Sandro Castaldo è docente di marketing della SDA Bocconi ed è un esperto della grande distribuzione. Dice che è principalmente su questi dati che le aziende del settore basano le loro strategie e le loro scelte: in un recente libro che ha curato (La fedeltà del cliente, edito da Egea) mostra che il 41 per cento di tutte le informazioni che le aziende raccolgono sui clienti deriva dall’analisi dei dati ricevuti tramite le carte fedeltà, seguite poi con grande distacco dai sondaggi e da altri sistemi.

Non è sempre stato così: le aziende hanno iniziato a raccogliere questi dati almeno 30 anni fa grazie alle tessere coi codici a barre, ma per anni in Italia non hanno saputo cosa farne.
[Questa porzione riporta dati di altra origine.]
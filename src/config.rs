// Runtime configuration loaded from the environment (and `.env` via dotenv)

use std::net::SocketAddr;
use std::str::FromStr;
use std::time::Duration;
use thiserror::Error;

/// Largest seed reserve; keeps `k = L²` and the pool arithmetic inside Decimal range
pub const MAX_INITIAL_LIQUIDITY: i64 = 1_000_000_000;

#[derive(Debug, Error)]
pub enum ConfigError {
    #[error("invalid value for {key}: '{value}'")]
    InvalidValue { key: &'static str, value: String },

    #[error("inconsistent configuration: {0}")]
    Inconsistent(String),
}

/// Business rules for markets and bets.
#[derive(Debug, Clone)]
pub struct MarketSettings {
    /// Distinct voters one option needs before the market can resolve
    pub min_resolution_votes: usize,
    /// Starting reserve for every option; k = initial_liquidity²
    pub initial_liquidity: i64,
    pub min_bet: i64,
    pub max_bet: i64,
    pub max_options: usize,
    pub min_duration: chrono::Duration,
    pub max_duration: chrono::Duration,
    /// How long after `end_time` an unresolved market is refunded
    pub auto_refund_window: chrono::Duration,
    pub quote_cache_ttl: Duration,
}

impl Default for MarketSettings {
    fn default() -> Self {
        Self {
            min_resolution_votes: 2,
            initial_liquidity: 1000,
            min_bet: 1,
            max_bet: 1_000_000,
            max_options: 10,
            min_duration: chrono::Duration::minutes(5),
            max_duration: chrono::Duration::hours(720),
            auto_refund_window: chrono::Duration::hours(120),
            quote_cache_ttl: Duration::from_secs(5),
        }
    }
}

#[derive(Debug, Clone)]
pub struct SchedulerSettings {
    pub expiry_interval: Duration,
    pub refund_interval: Duration,
}

impl Default for SchedulerSettings {
    fn default() -> Self {
        Self {
            expiry_interval: Duration::from_secs(300),
            refund_interval: Duration::from_secs(3600),
        }
    }
}

/// Backoff policy for balance-service calls.
#[derive(Debug, Clone)]
pub struct RetrySettings {
    pub max_attempts: u32,
    pub base_backoff: Duration,
    pub max_backoff: Duration,
}

impl Default for RetrySettings {
    fn default() -> Self {
        Self {
            max_attempts: 3,
            base_backoff: Duration::from_millis(200),
            max_backoff: Duration::from_secs(5),
        }
    }
}

#[derive(Debug, Clone)]
pub struct Config {
    pub db_path: String,
    pub bind_addr: SocketAddr,
    pub log_level: String,
    /// Remote points API; `None` keeps balances in the ledger database
    pub points_api_url: Option<String>,
    pub starting_balance: i64,
    pub notify_webhook_url: Option<String>,
    pub market: MarketSettings,
    pub scheduler: SchedulerSettings,
    pub retry: RetrySettings,
}

impl Default for Config {
    fn default() -> Self {
        Self {
            db_path: "data/ledger".to_string(),
            bind_addr: SocketAddr::from(([0, 0, 0, 0], 1234)),
            log_level: "info".to_string(),
            points_api_url: None,
            starting_balance: 1000,
            notify_webhook_url: None,
            market: MarketSettings::default(),
            scheduler: SchedulerSettings::default(),
            retry: RetrySettings::default(),
        }
    }
}

impl Config {
    /// Load configuration from the process environment, falling back to defaults.
    pub fn from_env() -> Result<Self, ConfigError> {
        dotenv::dotenv().ok();
        Self::from_lookup(|key| std::env::var(key).ok())
    }

    /// Build a config from any key lookup (the environment in production).
    pub fn from_lookup<F>(lookup: F) -> Result<Self, ConfigError>
    where
        F: Fn(&str) -> Option<String>,
    {
        let defaults = Config::default();
        let market_defaults = MarketSettings::default();
        let scheduler_defaults = SchedulerSettings::default();
        let retry_defaults = RetrySettings::default();

        let market = MarketSettings {
            min_resolution_votes: parse_or(&lookup, "MIN_RESOLUTION_VOTES", market_defaults.min_resolution_votes)?,
            initial_liquidity: parse_or(&lookup, "INITIAL_LIQUIDITY", market_defaults.initial_liquidity)?,
            min_bet: parse_or(&lookup, "MIN_BET", market_defaults.min_bet)?,
            max_bet: parse_or(&lookup, "MAX_BET", market_defaults.max_bet)?,
            max_options: parse_or(&lookup, "MAX_OPTIONS", market_defaults.max_options)?,
            min_duration: chrono::Duration::minutes(parse_or(&lookup, "MIN_DURATION_MINUTES", 5i64)?),
            max_duration: chrono::Duration::hours(parse_or(&lookup, "MAX_DURATION_HOURS", 720i64)?),
            auto_refund_window: chrono::Duration::hours(parse_or(&lookup, "AUTO_REFUND_HOURS", 120i64)?),
            quote_cache_ttl: Duration::from_secs(parse_or(&lookup, "QUOTE_CACHE_TTL_SECS", 5u64)?),
        };

        let scheduler = SchedulerSettings {
            expiry_interval: Duration::from_secs(parse_or(
                &lookup,
                "EXPIRY_INTERVAL_SECS",
                scheduler_defaults.expiry_interval.as_secs(),
            )?),
            refund_interval: Duration::from_secs(parse_or(
                &lookup,
                "REFUND_INTERVAL_SECS",
                scheduler_defaults.refund_interval.as_secs(),
            )?),
        };

        let retry = RetrySettings {
            max_attempts: parse_or(&lookup, "BALANCE_RETRY_ATTEMPTS", retry_defaults.max_attempts)?,
            base_backoff: Duration::from_millis(parse_or(&lookup, "BALANCE_RETRY_BASE_MS", 200u64)?),
            max_backoff: retry_defaults.max_backoff,
        };

        let config = Config {
            db_path: lookup("LEDGER_DB_PATH").unwrap_or(defaults.db_path),
            bind_addr: parse_or(&lookup, "BIND_ADDR", defaults.bind_addr)?,
            log_level: lookup("LOG_LEVEL").unwrap_or(defaults.log_level),
            points_api_url: lookup("POINTS_API_URL").filter(|url| !url.trim().is_empty()),
            starting_balance: parse_or(&lookup, "STARTING_BALANCE", defaults.starting_balance)?,
            notify_webhook_url: lookup("NOTIFY_WEBHOOK_URL").filter(|url| !url.trim().is_empty()),
            market,
            scheduler,
            retry,
        };

        config.validate()?;
        Ok(config)
    }

    pub fn validate(&self) -> Result<(), ConfigError> {
        let m = &self.market;
        if m.min_resolution_votes == 0 {
            return Err(ConfigError::Inconsistent("MIN_RESOLUTION_VOTES must be at least 1".into()));
        }
        if m.initial_liquidity <= 0 || m.initial_liquidity > MAX_INITIAL_LIQUIDITY {
            return Err(ConfigError::Inconsistent(format!(
                "INITIAL_LIQUIDITY must be between 1 and {}",
                MAX_INITIAL_LIQUIDITY
            )));
        }
        if m.min_bet <= 0 || m.min_bet > m.max_bet {
            return Err(ConfigError::Inconsistent(format!(
                "bet limits must satisfy 0 < MIN_BET <= MAX_BET (got {} and {})",
                m.min_bet, m.max_bet
            )));
        }
        if m.max_options < 2 {
            return Err(ConfigError::Inconsistent("MAX_OPTIONS must be at least 2".into()));
        }
        if m.min_duration > m.max_duration {
            return Err(ConfigError::Inconsistent("minimum duration exceeds maximum duration".into()));
        }
        if self.retry.max_attempts == 0 {
            return Err(ConfigError::Inconsistent("BALANCE_RETRY_ATTEMPTS must be at least 1".into()));
        }
        Ok(())
    }
}

fn parse_or<F, T>(lookup: &F, key: &'static str, default: T) -> Result<T, ConfigError>
where
    F: Fn(&str) -> Option<String>,
    T: FromStr,
{
    match lookup(key) {
        Some(raw) if !raw.trim().is_empty() => raw
            .trim()
            .parse()
            .map_err(|_| ConfigError::InvalidValue { key, value: raw }),
        _ => Ok(default),
    }
}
Le analisi sistematiche sono iniziate molto dopo, e in questo Castaldo dice che Esselunga fu abbastanza pioniera tra i supermercati italiani.

Con lo sviluppo della tecnologia le analisi su questi dati sono sempre più sofisticate e permettono di conoscere sempre più nel dettaglio il cliente, con l’obiettivo di offrirgli promozioni dedicate per fidelizzarlo.

Castaldo fa l’esempio di Tesco, nota catena di supermercati britannici, il cui dipartimento di marketing ha una sorta di mantra, esemplificativo ma efficace: «non offriamo sconti sulla carne ai vegetariani». Castaldo spiega che può sembrare un concetto molto basico, ma in realtà racchiude una logica di marketing estremamente sofisticata. Una persona potrebbe non comprare carne nel supermercato perché magari la compra dal macellaio: oggi però i sistemi riescono a capire se quella persona è davvero vegetariana analizzando gli altri acquisti che fa, se contengono carne o meno. «Se un cliente compra i tortellini, ma non la carne, allora ha senso fargli uno sconto. Se invece è vegetariano e gli fai uno sconto sulla carne, questo potrebbe allontanarlo», dice Castaldo.

I supermercati sanno praticamente tutto di noi, il che potrebbe risultare anche inquietante. Di recente ha suscitato reazioni ambivalenti un’iniziativa di Esselunga dello scorso dicembre, che ha proposto “Your EsseLover Year”. Il cliente poteva vedere quali erano stati i prodotti che aveva acquistato di più nel corso dell’anno, con lo stesso concetto che ha il Wrapped di Spotify, la presentazione dell’app di streaming musicale che alla fine di ogni anno fa vedere quali canzoni si sono ascoltate di più. Sono iniziative solitamente molto utili alle aziende perché i contenuti si prestano a essere ricondivisi sui social network, generando dibattito e pubblicità gratuita. Nel caso di Esselunga però una parte di pubblico ha percepito l’iniziativa come eccessivamente intrusiva.

Le analisi sui dati hanno anche un certo valore predittivo: riescono cioè a intercettare alcuni comportamenti prima che effettivamente avvengano, com’è il caso dell’abbandono totale del negozio. I sistemi rilevano che un cliente sta frequentando sempre meno il negozio, o che sta spendendo sempre meno, e quindi può iniziare a proporgli promozioni dedicate e particolarmente accattivanti allo scopo di non farlo andare via.

La persona di Esselunga sentita dal Post dice che c’è comunque un limite a quello che si può fare: «È evidente che non ci possiamo fare niente se un cliente ci abbandona perché sotto casa sua ha aperto un punto vendita più comodo». Allo stesso tempo c’è comunque una lezione da imparare: incrociando gli indirizzi dei clienti che hanno abbandonato con le aperture dei negozi della concorrenza si può presumere l’impatto che queste aperture stanno avendo in termini di perdita dei clienti.